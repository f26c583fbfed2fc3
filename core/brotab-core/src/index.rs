//! Key → position lookups over a tab list.
//!
//! Two identities are used when matching edited tabs to listed ones:
//!
//! 1. **Line**: id, title and url all unchanged. Most tabs match here.
//! 2. **Identity**: `(tab_id, title)`. Tolerates a changed window or url,
//!    which is how a tab moved to another window is recognised.
//!
//! Known limitation: when two listed tabs share `(tab_id, title)` (only
//! possible across prefixes) the identity tier resolves to the first one.

use std::collections::HashMap;
use std::hash::Hash;

use crate::error::{ReconcileError, Result};
use crate::tab::Tab;

/// Maps a key extracted from each tab to the index of its first occurrence.
#[derive(Debug, Clone)]
pub struct KeyToIndexMapper<K> {
    positions: HashMap<K, usize>,
}

impl<K: Eq + Hash> KeyToIndexMapper<K> {
    pub fn new<F>(tabs: &[Tab], key: F) -> Self
    where
        F: Fn(&Tab) -> K,
    {
        let mut positions = HashMap::with_capacity(tabs.len());
        for (index, tab) in tabs.iter().enumerate() {
            positions.entry(key(tab)).or_insert(index);
        }
        Self { positions }
    }

    pub fn get(&self, key: &K) -> Option<usize> {
        self.positions.get(key).copied()
    }

    pub fn contains(&self, key: &K) -> bool {
        self.positions.contains_key(key)
    }

    pub fn len(&self) -> usize {
        self.positions.len()
    }

    pub fn is_empty(&self) -> bool {
        self.positions.is_empty()
    }
}

pub type IdentityKey = (u64, String);

pub fn identity_key(tab: &Tab) -> IdentityKey {
    (tab.tab_id, tab.title.clone())
}

pub fn line_mapper(tabs: &[Tab]) -> KeyToIndexMapper<String> {
    KeyToIndexMapper::new(tabs, Tab::line)
}

pub fn identity_mapper(tabs: &[Tab]) -> KeyToIndexMapper<IdentityKey> {
    KeyToIndexMapper::new(tabs, identity_key)
}

/// Two-tier lookup of an edited tab's position in the listed tabs.
#[derive(Debug, Clone)]
pub struct TabLookup {
    by_line: KeyToIndexMapper<String>,
    by_identity: KeyToIndexMapper<IdentityKey>,
}

impl TabLookup {
    pub fn new(tabs: &[Tab]) -> Self {
        Self {
            by_line: line_mapper(tabs),
            by_identity: identity_mapper(tabs),
        }
    }

    pub fn lookup(&self, tab: &Tab) -> Result<usize> {
        let line = tab.line();
        if let Some(index) = self.by_line.get(&line) {
            return Ok(index);
        }

        // Window or url may have changed.
        self.by_identity
            .get(&identity_key(tab))
            .ok_or(ReconcileError::LookupFailure { line })
    }
}

#[cfg(test)]
mod tests {
    use super::*;

    fn tabs() -> Vec<Tab> {
        vec![
            Tab::new("f", 0, 0, "a", "url0"),
            Tab::new("f", 0, 1, "b", "url1"),
            Tab::new("f", 1, 2, "b", "url2"),
        ]
    }

    #[test]
    fn test_first_occurrence_wins() {
        let listed = vec![
            Tab::new("f", 0, 5, "same", "x"),
            Tab::new("g", 0, 5, "same", "y"),
        ];
        let mapper = identity_mapper(&listed);
        assert_eq!(mapper.get(&(5, "same".to_string())), Some(0));
        assert_eq!(mapper.len(), 1);
    }

    #[test]
    fn test_exact_line_match() {
        let lookup = TabLookup::new(&tabs());
        assert_eq!(lookup.lookup(&Tab::new("f", 1, 2, "b", "url2")).unwrap(), 2);
    }

    #[test]
    fn test_identity_fallback_tolerates_window_and_url() {
        let lookup = TabLookup::new(&tabs());
        let moved = Tab::new("f", 7, 1, "b", "changed");
        assert_eq!(lookup.lookup(&moved).unwrap(), 1);
    }

    #[test]
    fn test_changed_title_fails_lookup() {
        let lookup = TabLookup::new(&tabs());
        let renamed = Tab::new("f", 0, 1, "renamed", "url1");
        match lookup.lookup(&renamed) {
            Err(ReconcileError::LookupFailure { line }) => {
                assert_eq!(line, "f.0.1\trenamed\turl1")
            }
            other => panic!("expected lookup failure, got {:?}", other),
        }
    }
}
::::::::
__Your goal__: Check each line of the listing above for the word "tier". Then state how many lines have it, and nothing further.

__Written answer__: 2